Saved data entries

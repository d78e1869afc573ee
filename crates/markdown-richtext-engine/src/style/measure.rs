use crate::models::FontDescriptor;

/// Measures rendered text width for a font.
///
/// Implemented by whatever text-layout system consumes the engine's output.
/// Closures of the form `Fn(&str, &FontDescriptor) -> f32` implement it too.
pub trait TextMeasurer {
    /// Width of `text` drawn with `font`, in points.
    fn measure(&self, text: &str, font: &FontDescriptor) -> f32;
}

impl<F> TextMeasurer for F
where
    F: Fn(&str, &FontDescriptor) -> f32,
{
    fn measure(&self, text: &str, font: &FontDescriptor) -> f32 {
        self(text, font)
    }
}

/// Approximates every character as a fixed fraction of the font size.
#[derive(Debug, Clone, Copy, PartialEq)]
pub struct MonospaceMeasurer {
    /// Advance per character, as a fraction of the point size
    pub advance: f32,
}

impl MonospaceMeasurer {
    pub fn new(advance: f32) -> Self {
        Self { advance }
    }
}

impl Default for MonospaceMeasurer {
    fn default() -> Self {
        Self::new(0.6)
    }
}

impl TextMeasurer for MonospaceMeasurer {
    fn measure(&self, text: &str, font: &FontDescriptor) -> f32 {
        text.chars().count() as f32 * font.size * self.advance
    }
}

#[cfg(test)]
mod tests {
    use super::*;

    #[test]
    fn monospace_scales_with_font_size() {
        let m = MonospaceMeasurer::new(0.5);
        assert_eq!(m.measure("abcd", &FontDescriptor::new("mono", 10.0)), 20.0);
        assert_eq!(m.measure("", &FontDescriptor::new("mono", 10.0)), 0.0);
    }

    #[test]
    fn closures_are_measurers() {
        let m = |text: &str, _font: &FontDescriptor| text.len() as f32;
        assert_eq!(m.measure("abc", &FontDescriptor::default()), 3.0);
    }
}
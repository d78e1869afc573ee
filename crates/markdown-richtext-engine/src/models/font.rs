use serde::{Deserialize, Serialize};

/// Describes the font a run is drawn with.
///
/// The engine never resolves real font metrics; descriptors are handed to the
/// injected [`TextMeasurer`](crate::style::TextMeasurer) and to the
/// presentation layer as-is.
#[derive(Debug, Clone, PartialEq, Serialize, Deserialize)]
#[serde(default)]
pub struct FontDescriptor {
    pub family: String,
    /// Point size
    pub size: f32,
    pub bold: bool,
    pub italic: bool,
    pub monospaced: bool,
    /// Tabular (fixed-width) digits, used for ordered list numbers
    pub monospaced_digits: bool,
}

impl Default for FontDescriptor {
    fn default() -> Self {
        Self {
            family: "system-ui".to_string(),
            size: 17.0,
            bold: false,
            italic: false,
            monospaced: false,
            monospaced_digits: false,
        }
    }
}

impl FontDescriptor {
    pub fn new(family: impl Into<String>, size: f32) -> Self {
        Self {
            family: family.into(),
            size,
            ..Self::default()
        }
    }

    pub fn bold(&self) -> Self {
        Self {
            bold: true,
            ..self.clone()
        }
    }

    pub fn italic(&self) -> Self {
        Self {
            italic: true,
            ..self.clone()
        }
    }

    pub fn monospace(&self) -> Self {
        Self {
            monospaced: true,
            ..self.clone()
        }
    }

    pub fn with_monospaced_digits(&self) -> Self {
        Self {
            monospaced_digits: true,
            ..self.clone()
        }
    }

    pub fn with_size(&self, size: f32) -> Self {
        Self {
            size,
            ..self.clone()
        }
    }

    pub fn with_family(&self, family: impl Into<String>) -> Self {
        Self {
            family: family.into(),
            ..self.clone()
        }
    }

    pub fn scaled(&self, factor: f32) -> Self {
        self.with_size(self.size * factor)
    }
}
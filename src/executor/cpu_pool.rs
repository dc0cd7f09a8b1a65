use super::task::Task;
use super::worker::{with_worker_context, Worker, WorkerContext, WorkerId};
use crate::config::Config;
use crate::error::{Error, Result};
use crossbeam_deque::{Injector, Steal, Stealer, Worker as WorkerQueue};
use parking_lot::RwLock;
use std::panic::{catch_unwind, AssertUnwindSafe};
use std::sync::atomic::{AtomicBool, AtomicUsize, Ordering};
use std::sync::Arc;
use std::thread::{self, JoinHandle, Thread};
use tracing::{debug, warn};

/// Queue state shared between the pool handle, its worker threads, and any
/// scope currently joining on spawned work.
pub(crate) struct PoolShared {
    pub(crate) injector: Injector<Task>,
    pub(crate) stealers: Vec<Stealer<Task>>,
    shutdown: AtomicBool,
    pending: AtomicUsize,
    unparkers: RwLock<Vec<Thread>>,
    unpark_cursor: AtomicUsize,
}

impl PoolShared {
    fn new(stealers: Vec<Stealer<Task>>) -> Self {
        Self {
            injector: Injector::new(),
            stealers,
            shutdown: AtomicBool::new(false),
            pending: AtomicUsize::new(0),
            unparkers: RwLock::new(Vec::new()),
            unpark_cursor: AtomicUsize::new(0),
        }
    }

    pub(crate) fn num_workers(&self) -> usize {
        self.stealers.len()
    }

    pub(crate) fn is_shut_down(&self) -> bool {
        self.shutdown.load(Ordering::Acquire)
    }

    pub(crate) fn pending_tasks(&self) -> usize {
        self.pending.load(Ordering::Relaxed)
    }

    /// Enqueue a task for execution.
    ///
    /// Called from one of this pool's workers, the task goes to the worker's
    /// own queue (depth-first pop, stolen breadth-first by peers). Called
    /// from any other thread, it goes to the global injector.
    pub(crate) fn schedule(&self, task: Task) {
        self.pending.fetch_add(1, Ordering::Relaxed);

        let overflow = with_worker_context(|ctx| match ctx {
            Some(ctx) if std::ptr::eq(Arc::as_ptr(&ctx.shared), self) => {
                ctx.queue.push(task);
                None
            }
            _ => Some(task),
        });

        if let Some(task) = overflow {
            self.injector.push(task);
        }

        self.unpark_one();
    }

    /// Execute one queued task inline, if any is available.
    ///
    /// This is how a thread blocked in `sync` keeps the pool moving: it
    /// drains its own queue first, then the injector, then steals from
    /// workers. Nested fork-join therefore never idles every thread.
    pub(crate) fn try_run_one(&self) -> bool {
        let task = with_worker_context(|ctx| match ctx {
            Some(ctx) if std::ptr::eq(Arc::as_ptr(&ctx.shared), self) => ctx.queue.pop(),
            _ => None,
        })
        .or_else(|| self.steal_global())
        .or_else(|| self.steal_any_worker());

        match task {
            Some(task) => {
                self.run_task(task);
                true
            }
            None => false,
        }
    }

    fn steal_global(&self) -> Option<Task> {
        loop {
            match self.injector.steal() {
                Steal::Success(task) => return Some(task),
                Steal::Empty => return None,
                Steal::Retry => continue,
            }
        }
    }

    fn steal_any_worker(&self) -> Option<Task> {
        for stealer in &self.stealers {
            loop {
                match stealer.steal() {
                    Steal::Success(task) => return Some(task),
                    Steal::Empty => break,
                    Steal::Retry => continue,
                }
            }
        }
        None
    }

    /// Run a task to completion, absorbing panics.
    ///
    /// Scope-spawned bodies catch their own panics and record them for the
    /// join point; this catch is the backstop for anything that slips
    /// through, so one bad task never takes a worker thread down.
    pub(crate) fn run_task(&self, task: Task) {
        let id = task.id;
        let result = catch_unwind(AssertUnwindSafe(|| task.execute()));
        if result.is_err() {
            warn!(task = ?id, "task body panicked outside any scope");
        }
        self.finish_task();
    }

    pub(crate) fn finish_task(&self) {
        self.pending.fetch_sub(1, Ordering::Release);
    }

    fn unpark_one(&self) {
        let unparkers = self.unparkers.read();
        if unparkers.is_empty() {
            return;
        }
        let idx = self.unpark_cursor.fetch_add(1, Ordering::Relaxed) % unparkers.len();
        unparkers[idx].unpark();
    }

    fn set_unparkers(&self, unparkers: Vec<Thread>) {
        *self.unparkers.write() = unparkers;
    }

    fn begin_shutdown(&self) {
        self.shutdown.store(true, Ordering::Release);
        for unparker in self.unparkers.read().iter() {
            unparker.unpark();
        }
    }
}

/// Fixed-size worker pool with work stealing.
pub struct CpuPool {
    shared: Arc<PoolShared>,
    workers: Vec<WorkerHandle>,
    num_threads: usize,
}

struct WorkerHandle {
    #[allow(dead_code)]
    id: WorkerId,
    thread: Option<JoinHandle<()>>,
}

impl CpuPool {
    pub fn new(config: &Config) -> Result<Self> {
        let num_threads = config.worker_threads();
        if num_threads == 0 {
            return Err(Error::executor("need at least 1 worker thread"));
        }

        let queues: Vec<WorkerQueue<Task>> =
            (0..num_threads).map(|_| WorkerQueue::new_lifo()).collect();
        let stealers = queues.iter().map(|q| q.stealer()).collect();
        let shared = Arc::new(PoolShared::new(stealers));

        let mut handles = Vec::with_capacity(num_threads);
        let mut unparkers = Vec::with_capacity(num_threads);

        for (id, queue) in queues.into_iter().enumerate() {
            let worker = Worker::new(WorkerContext {
                id,
                queue,
                shared: shared.clone(),
            });
            let name = format!("{}-{}", config.thread_name_prefix, id);

            let mut builder = thread::Builder::new().name(name);
            if let Some(stack_size) = config.stack_size {
                builder = builder.stack_size(stack_size);
            }

            let thread = builder
                .spawn(move || worker.run())
                .map_err(|e| Error::executor(format!("worker spawn failed: {}", e)))?;

            unparkers.push(thread.thread().clone());
            handles.push(WorkerHandle {
                id,
                thread: Some(thread),
            });
        }

        shared.set_unparkers(unparkers);
        debug!(workers = num_threads, "worker pool started");

        Ok(Self {
            shared,
            workers: handles,
            num_threads,
        })
    }

    pub(crate) fn shared(&self) -> &Arc<PoolShared> {
        &self.shared
    }

    pub fn num_threads(&self) -> usize {
        self.num_threads
    }

    pub fn pending_tasks(&self) -> usize {
        self.shared.pending_tasks()
    }

    pub fn shutdown(&mut self) {
        if self.shared.is_shut_down() {
            return;
        }
        self.shared.begin_shutdown();

        for worker in &mut self.workers {
            if let Some(thread) = worker.thread.take() {
                let _ = thread.join();
            }
        }
        debug!("worker pool stopped");
    }
}

impl Drop for CpuPool {
    fn drop(&mut self) {
        self.shutdown();
    }
}

impl std::fmt::Debug for CpuPool {
    fn fmt(&self, f: &mut std::fmt::Formatter<'_>) -> std::fmt::Result {
        f.debug_struct("CpuPool")
            .field("num_threads", &self.num_threads)
            .field("pending_tasks", &self.pending_tasks())
            .finish()
    }
}
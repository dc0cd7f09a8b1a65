use crate::error::Result;
use crate::executor::PoolShared;
use crate::runtime::current_pool;
use crate::scope::scope_in;
use std::sync::Arc;

/// Ranges at or below this length are sorted sequentially; spawning a task
/// per tiny subrange would cost more than the sort itself.
const DEFAULT_SEQUENTIAL_CUTOFF: usize = 1024;

/// Sort `data` in place, in non-descending order, using fork-join
/// quicksort: partition, spawn one partition as a child task, sort the
/// other in the calling task, then sync.
///
/// The pivot is always the last element of the range, so already-sorted,
/// reverse-sorted, and all-equal input degrade to quadratic work. The
/// spawned side is always the smaller partition, which keeps stack depth
/// logarithmic even on those inputs.
pub fn parallel_sort<T: Ord + Send>(data: &mut [T]) -> Result<()> {
    parallel_sort_with_cutoff(data, DEFAULT_SEQUENTIAL_CUTOFF)
}

/// [`parallel_sort`] with an explicit sequential cutoff, mainly so tests
/// can force the spawning path on small inputs.
pub fn parallel_sort_with_cutoff<T: Ord + Send>(data: &mut [T], cutoff: usize) -> Result<()> {
    if data.len() <= 1 {
        return Ok(());
    }
    let pool = current_pool()?;
    quicksort(data, &pool, cutoff.max(1))
}

fn quicksort<T: Ord + Send>(data: &mut [T], pool: &Arc<PoolShared>, cutoff: usize) -> Result<()> {
    if data.len() <= cutoff {
        data.sort_unstable();
        return Ok(());
    }

    scope_in(pool.clone(), |s| {
        // Spawn the smaller partition and keep the larger one in this
        // task. A spawned range is at most half its parent, so neither
        // this loop's children nor a join helping them inline can nest
        // more than log2(len) sort frames deep, even when a degenerate
        // pivot leaves one side nearly the whole range.
        let mut rest = data;
        while rest.len() > cutoff {
            let mid = partition_last(rest);
            let (left, tail) = std::mem::take(&mut rest).split_at_mut(mid);
            // tail[0] is the pivot, already in its final position.
            let right = &mut tail[1..];

            let (small, large) = if left.len() <= right.len() {
                (left, right)
            } else {
                (right, left)
            };

            // The partitions are disjoint views, so sorting them
            // concurrently cannot race.
            s.spawn(move || {
                if let Err(e) = quicksort(small, pool, cutoff) {
                    std::panic::panic_any(e);
                }
            });
            rest = large;
        }
        rest.sort_unstable();
    })?;

    Ok(())
}

/// Partition around the last element: everything `< pivot` first, then the
/// pivot, then the rest. Returns the pivot's final index.
fn partition_last<T: Ord>(data: &mut [T]) -> usize {
    let pivot = data.len() - 1;
    let mut boundary = 0;

    for i in 0..pivot {
        if data[i] < data[pivot] {
            data.swap(i, boundary);
            boundary += 1;
        }
    }

    data.swap(boundary, pivot);
    boundary
}

#[cfg(test)]
mod tests {
    use super::*;

    #[test]
    fn test_partition_places_pivot() {
        let mut data = vec![5, 3, 8, 1, 9, 2];
        let mid = partition_last(&mut data);

        assert_eq!(data[mid], 2);
        assert!(data[..mid].iter().all(|&x| x < 2));
        assert!(data[mid + 1..].iter().all(|&x| x >= 2));
    }

    #[test]
    fn test_partition_all_equal() {
        let mut data = vec![4, 4, 4, 4];
        let mid = partition_last(&mut data);
        // Nothing is strictly less than the pivot.
        assert_eq!(mid, 0);
        assert_eq!(data, vec![4, 4, 4, 4]);
    }

    #[test]
    fn test_partition_two_elements() {
        let mut data = vec![2, 1];
        let mid = partition_last(&mut data);
        assert_eq!(mid, 0);
        assert_eq!(data, vec![1, 2]);

        let mut data = vec![1, 2];
        let mid = partition_last(&mut data);
        assert_eq!(mid, 1);
        assert_eq!(data, vec![1, 2]);
    }
}
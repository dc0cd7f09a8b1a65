use proptest::prelude::*;
use tine::prelude::*;

/// Proptest drives every case on one runner thread, so the thread-local
/// runtime is created once and reused across cases.
fn ensure_pool() {
    let _ = tine::init_thread_local_with_config(
        Config::builder().num_threads(4).build().unwrap(),
    );
}

proptest! {
    #[test]
    fn prop_sort_yields_sorted_permutation(mut data in prop::collection::vec(-1000i32..1000, 0..400)) {
        ensure_pool();

        let mut expected = data.clone();
        expected.sort_unstable();

        // Small cutoff so even short inputs take the fork-join path.
        parallel_sort_with_cutoff(&mut data, 8).unwrap();
        prop_assert_eq!(data, expected);
    }

    #[test]
    fn prop_min_matches_sequential_first_occurrence(data in prop::collection::vec(0i32..50, 1..300)) {
        ensure_pool();

        let expected_value = *data.iter().min().unwrap();
        let expected_index = data.iter().position(|&x| x == expected_value).unwrap();

        let min = parallel_min(&data).unwrap();
        prop_assert_eq!(min.value, expected_value);
        prop_assert_eq!(min.index, expected_index);
    }

    #[test]
    fn prop_accumulate_is_complete(n in 0usize..500) {
        ensure_pool();

        let mut result = parallel_accumulate(n, |i| i as u64 * 3).unwrap();
        prop_assert_eq!(result.len(), n);

        result.sort_unstable();
        let expected: Vec<u64> = (0..n as u64).map(|i| i * 3).collect();
        prop_assert_eq!(result, expected);
    }
}
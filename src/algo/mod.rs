//! Parallel algorithms built on the scheduler and reducers.

pub mod accumulate;
pub mod extremum;
pub mod sort;

pub use accumulate::parallel_accumulate;
pub use extremum::{parallel_extremum, parallel_max, parallel_min};
pub use sort::{parallel_sort, parallel_sort_with_cutoff};
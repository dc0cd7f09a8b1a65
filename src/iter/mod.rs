//! Parallel iteration over index ranges.

pub mod par_for;

pub use par_for::{par_for, IndexRange};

### [Work instruction]
From the data above, return every line from the line that has "the global injector." up to and including the line that has "pool moving: it", exactly.

### [The answer]
    /// from any other thread, it goes to the global injector.
    pub(crate) fn schedule(&self, task: Task) {
        self.pending.fetch_add(1, Ordering::Relaxed);

        let overflow = with_worker_context(|ctx| match ctx {
            Some(ctx) if std::ptr::eq(Arc::as_ptr(&ctx.shared), self) => {
                ctx.queue.push(task);
                None
            }
            _ => Some(task),
        });

        if let Some(task) = overflow {
            self.injector.push(task);
        }

        self.unpark_one();
    }

    /// Execute one queued task inline, if any is available.
    ///
    /// This is how a thread blocked in `sync` keeps the pool moving: it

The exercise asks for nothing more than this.